With nothing much else than their own individual abilities at their disposal, Belgian instrumental duo King Sigh have composed some quality material in their time together, with that not being more apparent than with their latest compilation, One Might Wonder.

A great album from top to bottom with plenty of focal points. The infectious electronics and faint harmonics of Fibres help to create a soothing atmosphere. Meanwhile, crisp bass and really nice synths serve as the highlights of Under The Radar.

Sleek guitars are a recurring element in the likes of Gloria, Nord Raft and Vitamyn, and there are a selection of quicker-paced tracks that elevate the excitement factor, including Her Majesty and Vulture Buffet.

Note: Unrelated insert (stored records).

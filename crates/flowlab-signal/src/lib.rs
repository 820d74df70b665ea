//! FlowLab Signal - Conditioning and alignment of heterogeneous series.
//!
//! Video-derived measurements arrive at the clip's frame rate; the
//! electrical log arrives at the sensor's own fixed rate. This crate
//! smooths the video series, interpolates the sensor series onto the
//! video timestamps, windows the aligned table, and exports it.

pub mod export;
pub mod series;
pub mod smooth;

pub use export::{write_csv, CsvColumns};
pub use series::{AlignedRow, AlignedSeries, ExternalSeries};
pub use smooth::{savgol_filter, SavgolParams};
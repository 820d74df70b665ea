//! Time representation for frame-accurate measurements
//!
//! Measurement timestamps are defined as `frame_index / fps` exactly.
//! Rational arithmetic keeps that identity free of floating-point
//! accumulation error, which matters when aligning a 300 fps video
//! clip against an 11.68 Hz sensor log.

use num_rational::Rational64;
use serde::{Deserialize, Serialize};
use std::fmt;
use std::ops::{Add, Sub};

/// A rational time value representing a point in time, in seconds.
#[derive(Debug, Clone, Copy, PartialEq, Eq, PartialOrd, Ord, Hash, Serialize, Deserialize)]
pub struct RationalTime {
    value: Rational64,
}

impl RationalTime {
    /// Create a new RationalTime of `numerator / denominator` seconds.
    #[inline]
    pub fn new(numerator: i64, denominator: i64) -> Self {
        Self {
            value: Rational64::new(numerator, denominator),
        }
    }

    /// Timestamp of a frame at the given frame rate: `frames / fps`.
    #[inline]
    pub fn from_frames(frames: i64, rate: FrameRate) -> Self {
        Self {
            value: Rational64::new(frames * rate.denominator as i64, rate.numerator as i64),
        }
    }

    /// Create a RationalTime from seconds as a float.
    /// Note: May introduce small precision errors.
    pub fn from_seconds_f64(seconds: f64) -> Self {
        const PRECISION: i64 = 1_000_000;
        Self {
            value: Rational64::new((seconds * PRECISION as f64).round() as i64, PRECISION),
        }
    }

    /// Convert to seconds as f64.
    #[inline]
    pub fn to_seconds_f64(self) -> f64 {
        *self.value.numer() as f64 / *self.value.denom() as f64
    }

    /// Convert to a frame number at the given frame rate (floor).
    #[inline]
    pub fn to_frames(self, rate: FrameRate) -> i64 {
        let frames = self.value * Rational64::new(rate.numerator as i64, rate.denominator as i64);
        *frames.numer() / *frames.denom()
    }

    /// Zero time constant.
    pub const ZERO: Self = Self {
        value: Rational64::new_raw(0, 1),
    };
}

impl Default for RationalTime {
    fn default() -> Self {
        Self::ZERO
    }
}

impl Add for RationalTime {
    type Output = Self;
    fn add(self, rhs: Self) -> Self {
        Self {
            value: self.value + rhs.value,
        }
    }
}

impl Sub for RationalTime {
    type Output = Self;
    fn sub(self, rhs: Self) -> Self {
        Self {
            value: self.value - rhs.value,
        }
    }
}

impl fmt::Display for RationalTime {
    fn fmt(&self, f: &mut fmt::Formatter<'_>) -> fmt::Result {
        write!(f, "{:.4}s", self.to_seconds_f64())
    }
}

/// Frame rate as a rational number (e.g., 30000/1001 for 29.97 fps).
#[derive(Debug, Clone, Copy, PartialEq, Eq, Hash, Serialize, Deserialize)]
pub struct FrameRate {
    /// Numerator (e.g., 30000)
    pub numerator: u32,
    /// Denominator (e.g., 1001)
    pub denominator: u32,
}

impl FrameRate {
    /// Create a new frame rate.
    #[inline]
    pub const fn new(numerator: u32, denominator: u32) -> Self {
        Self {
            numerator,
            denominator,
        }
    }

    /// Build a frame rate from a fractional fps value.
    pub fn from_fps_f64(fps: f64) -> Self {
        if (fps - fps.round()).abs() < 1e-9 {
            return Self::new(fps.round() as u32, 1);
        }
        const PRECISION: u32 = 1000;
        Self::new((fps * PRECISION as f64).round() as u32, PRECISION)
    }

    /// Convert to frames per second as f64.
    #[inline]
    pub fn to_fps_f64(self) -> f64 {
        self.numerator as f64 / self.denominator as f64
    }

    /// Duration of a single frame.
    #[inline]
    pub fn frame_duration(self) -> RationalTime {
        RationalTime::new(self.denominator as i64, self.numerator as i64)
    }

    /// Common rates for the capture hardware in use.
    pub const FPS_30: Self = Self::new(30, 1);
    /// High-speed capture used for membrane deflection clips.
    pub const FPS_300: Self = Self::new(300, 1);
}

impl Default for FrameRate {
    fn default() -> Self {
        Self::FPS_30
    }
}

impl fmt::Display for FrameRate {
    fn fmt(&self, f: &mut fmt::Formatter<'_>) -> fmt::Result {
        let fps = self.to_fps_f64();
        if (fps - fps.round()).abs() < 0.001 {
            write!(f, "{} fps", fps.round() as u32)
        } else {
            write!(f, "{:.3} fps", fps)
        }
    }
}
//! FlowLab Core - Foundation types for video signal extraction
//!
//! This crate provides the fundamental types used throughout FlowLab:
//! - Time representation (RationalTime, FrameRate)
//! - Frame buffers and pixel formats
//! - Integer pixel geometry
//! - The shared error type

pub mod error;
pub mod frame;
pub mod geometry;
pub mod time;

pub use error::{FlowLabError, Result};
pub use frame::{FrameBuffer, PixelFormat};
pub use geometry::{PixelPoint, PixelRect};
pub use time::{FrameRate, RationalTime};
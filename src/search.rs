use crate::card::{Card, Pattern};

/// All orderings of `0..n`, one at a time. Heap's algorithm: each step is a
/// single swap, and nothing close to n! is ever materialized. Restart by
/// calling `permutations` again.
pub fn permutations(n: usize) -> Permutations {
    Permutations {
        items: (0..n).collect(),
        counters: vec![0; n],
        depth: 1,
        started: false,
    }
}

#[derive(Debug, Clone)]
pub struct Permutations {
    items: Vec<usize>,
    counters: Vec<usize>,
    depth: usize,
    started: bool,
}

impl Iterator for Permutations {
    type Item = Vec<usize>;

    fn next(&mut self) -> Option<Vec<usize>> {
        if !self.started {
            self.started = true;
            return Some(self.items.clone());
        }
        while self.depth < self.items.len() {
            if self.counters[self.depth] < self.depth {
                if self.depth % 2 == 0 {
                    self.items.swap(0, self.depth);
                } else {
                    self.items.swap(self.counters[self.depth], self.depth);
                }
                self.counters[self.depth] += 1;
                self.depth = 1;
                return Some(self.items.clone());
            } else {
                self.counters[self.depth] = 0;
                self.depth += 1;
            }
        }
        None
    }
}

/// Try every combination of quarter turns for the cards that `perm` places
/// in each cell, invoking `leaf` exactly once per fully-specified
/// combination. `cells` is the single scratch buffer for the whole search:
/// position `pos` is overwritten on every branch before anything deeper can
/// observe it, so no rotation state leaks between branches.
pub(crate) fn spin_cards<P: Pattern>(
    deck: &[Card<P>],
    perm: &[usize],
    cells: &mut [Card<P>],
    turns: &mut [u8],
    pos: usize,
    leaf: &mut impl FnMut(&[Card<P>], &[u8]),
) {
    if pos == perm.len() {
        leaf(cells, turns);
        return;
    }
    let base = deck[perm[pos]];
    for t in 0..4u8 {
        cells[pos] = base.rotated_by(t as usize);
        turns[pos] = t;
        spin_cards(deck, perm, cells, turns, pos + 1, leaf);
    }
}

#[cfg(test)]
mod tests {
    use super::*;
    use crate::card::{Edge, Face};
    use std::collections::HashSet;

    #[test]
    fn test_permutation_counts() {
        // 0! = 1: the empty ordering.
        assert_eq!(permutations(0).count(), 1);
        assert_eq!(permutations(1).count(), 1);
        assert_eq!(permutations(2).count(), 2);
        assert_eq!(permutations(3).count(), 6);
        assert_eq!(permutations(4).count(), 24);
        assert_eq!(permutations(5).count(), 120);
    }

    #[test]
    fn test_permutations_distinct_and_complete() {
        for n in 0..6 {
            let seen: HashSet<Vec<usize>> = permutations(n).collect();
            assert_eq!(seen.len(), (1..=n).product::<usize>().max(1));
            for perm in &seen {
                let mut sorted = perm.clone();
                sorted.sort();
                assert_eq!(sorted, (0..n).collect::<Vec<_>>());
            }
        }
    }

    #[test]
    fn test_permutations_restartable() {
        let first: Vec<_> = permutations(4).collect();
        let second: Vec<_> = permutations(4).collect();
        assert_eq!(first, second);
    }

    #[test]
    fn test_spin_visits_every_combination_once() {
        let card = Card::new([
            Edge::new(0u32, Face::Front),
            Edge::new(1, Face::Front),
            Edge::new(2, Face::Front),
            Edge::new(3, Face::Front),
        ]);
        let deck = vec![card; 3];
        let perm = vec![0, 1, 2];
        let mut cells = deck.clone();
        let mut turns = vec![0u8; 3];

        let mut seen = HashSet::new();
        spin_cards(&deck, &perm, &mut cells, &mut turns, 0, &mut |_, turns| {
            assert!(seen.insert(turns.to_vec()), "combination visited twice");
        });
        assert_eq!(seen.len(), 4usize.pow(3));
    }

    #[test]
    fn test_spin_applies_rotations_to_cells() {
        let card = Card::new([
            Edge::new('b', Face::Front),
            Edge::new('r', Face::Front),
            Edge::new('t', Face::Front),
            Edge::new('l', Face::Front),
        ]);
        let deck = vec![card, card.rotated()];
        let perm = vec![1, 0];
        let mut cells = deck.clone();
        let mut turns = vec![0u8; 2];

        spin_cards(&deck, &perm, &mut cells, &mut turns, 0, &mut |cells, turns| {
            assert_eq!(cells[0], deck[1].rotated_by(turns[0] as usize));
            assert_eq!(cells[1], deck[0].rotated_by(turns[1] as usize));
        });
    }
}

If this is the type of music that tinkles your fancy, then King Sigh are a must-hear.



Shambolics from Fife have only been about since late 2015, but have already established themselves as one of the most noteworthy acts to have emerged from the area as of late, playing a plethora of shows, producing a class library of material and maintaining an ever-growing fanbase. All the best things about this band are spotlighted in their latest single – Love Collides.

A contagious melody formed from the combination of a lacy bass line and sweeping cymbal fills, mixed with the inclusion of excellent riffs, stellar harmonies and an upbeat chorus.

The accompanying music video (WARNING – STROBE EFFECTS) fits flawlessly, with the base track giving it that ideal psychedelic feel to it.



The brainchild of Nathan Till, Ghosts From Social Networks from Manchester have been making the rounds for the past year and have quickly earned an array of praise and successes in that short space of time, and they continue that trend with No Going Back.

This is a remarkable number that not only has a catchy melody and an enthralling indie-pop sound, but it sticks out with some infatuating writing that sucks in the listener, emitting feelings of both good and bad, leaving them with a bittersweet sensation. A truly memorable auditory experience.



Birmingham duo The Good Water are another act that have been quick to catch the ears for any nearby listeners since their debut, especially those in the music press, and we personally got our first taste courtesy of their new single, Mansaid.

A superb tune with a simple yet awfully addicting hook and lyrics that are easy to pick up on. The kaleidoscopic tones have a real drawing power, the fuzzy riffs are exquisite, and it has a cool beat in general.